O milho e o trigo, depois de debulhados eram ensacados e levados aos moinhos coloniais, para a moagem. Os moinhos eram rudimentares, movidos a água, mas muito eficientes. Semana sim, semana não, de manhã bem cedo, um menino montava o cavalo mais manso da propriedade e se dirigia rumo ao moinho, levando trigo ou milho para a moagem. O encargo recaia sempre sobre o menino que era menos útil nas lides domésticas ou agrícolas. O retorno ocorria por volta da meia tarde, mas havia oportunidades em que só acontecia no final do dia, dependendo da afluência de clientes. Os moinhos possuíam apenas duas mós: uma para a moagem do trigo e outra para o milho. O primeiro moinho que serviu nossa família foi o do Schio, localizado não muito distante da cidade de Sarandi. Mais tarde, passou-se a frequentar o moinho dos irmãos Josué e Daniel Dassi, mais próximo, localizado junto ao Rio Bonito, no lugar denominado Águas do Angico, totalmente movido à água. O custo da moagem era pago em dinheiro ou com um percentual da farinha. Além desta, o farelo decorrente da moagem era levado para casa para enriquecer a alimentação dos animais. O moinho dos Dassi teve vários proprietários ao longo dos anos, entre eles, o senhor Fioravásio Dassi, que é avó da estrela da Rede Globo, Cecília Dassi, de desempenho marcante em diversas novelas. Hoje o moinho está desativado.
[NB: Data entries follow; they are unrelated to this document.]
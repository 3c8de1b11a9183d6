use std::path::{Path, PathBuf};

use clap::Args;
use homevision::config::AppConfig;
use homevision::designs::{DesignRecord, SourceImage, DEFAULT_STYLE};
use homevision::error::AppError;
use homevision::telemetry;

use crate::infra::build_design_service;

#[derive(Args, Debug)]
pub(crate) struct RenovateArgs {
    /// Room photo to renovate
    #[arg(long)]
    pub(crate) image: PathBuf,
    /// Interior style to apply
    #[arg(long, default_value = DEFAULT_STYLE)]
    pub(crate) style: String,
    /// Write the rendered PNG to this path
    #[arg(long)]
    pub(crate) output: Option<PathBuf>,
}

/// One-shot pipeline run against the configured models, without starting the server.
pub(crate) async fn run_renovation_preview(args: RenovateArgs) -> Result<(), AppError> {
    let config = AppConfig::load()?;
    telemetry::init(&config.telemetry)?;

    let bytes = std::fs::read(&args.image)?;
    let source = SourceImage::with_declared_type(bytes, Some(guess_mime(&args.image).as_str()));

    let service = build_design_service(&config.gemini)?;
    let design_id = service.create_design(source, &args.style).await?;
    let record = service.get_design(&design_id)?;

    if let Some(output) = &args.output {
        std::fs::write(output, record.image.bytes())?;
    }

    print!("{}", render_preview(&record, args.output.as_deref()));
    Ok(())
}

fn guess_mime(path: &Path) -> String {
    mime_guess::from_path(path)
        .first_raw()
        .unwrap_or("image/jpeg")
        .to_string()
}

fn render_preview(record: &DesignRecord, output: Option<&Path>) -> String {
    let mut out = String::new();
    out.push_str("Renovation preview\n");
    out.push_str(&format!("Design id: {}\n", record.id));
    out.push_str(&format!(
        "Style: {} (rendered {})\n",
        record.style,
        record.created_at.format("%Y-%m-%d %H:%M:%S UTC")
    ));
    match output {
        Some(path) => out.push_str(&format!("Image written to {}\n", path.display())),
        None => out.push_str(&format!(
            "Image: {} bytes (pass --output to save it)\n",
            record.image.bytes().len()
        )),
    }

    if record.inventory.is_empty() {
        out.push_str("\nInventory: none\n");
        return out;
    }

    out.push_str("\nInstallment items\n");
    let items = record.installment_items();
    for item in &items {
        out.push_str(&format!(
            "- [{}] {} ({}): PHP {}\n  {}\n",
            item.id, item.name, item.category, item.price, item.description
        ));
    }
    let total: u64 = items.iter().map(|item| item.price).sum();
    out.push_str(&format!("Total estimate: PHP {total}\n"));
    out
}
A senhora Albina Dassi, viúva de Daniel, ainda vive e reside em Sarandi. Como curiosidade, podemos acrescentar que o senhor Daniel, antes de adquirir o moinho, era ferreiro e um dos tantos artesãos que fabricavam manualmente, nas suas ferrarias, utensílios agrícolas, como enxadas, foices, machados, facões, arados e similares.
A vida na roça era dura. De manhã, antes de clarear totalmente o dia, nosso pai, nosso irmão José e algum diarista ou empregado eventualmente trabalhando na propriedade, partiam para as lides da roça; a mãe e os filhos menores, permaneciam em casa para tratar da criação, ordenhar as vacas e encaminhar os demais serviços domésticos. Trabalho concluído, alguém, geralmente o maior dos meninos, partia para a roça levando o café da manhã, a colazione, aos que tinham saído de madrugada. De um modo geral, o café da manhã consistia em um ou dois litros de chá de mate com leite, alguns ovos fritos ou salame, queijo e polenta brustolada (era a polenta cortada em fatias e aquecida na chapa do fogão à lenha).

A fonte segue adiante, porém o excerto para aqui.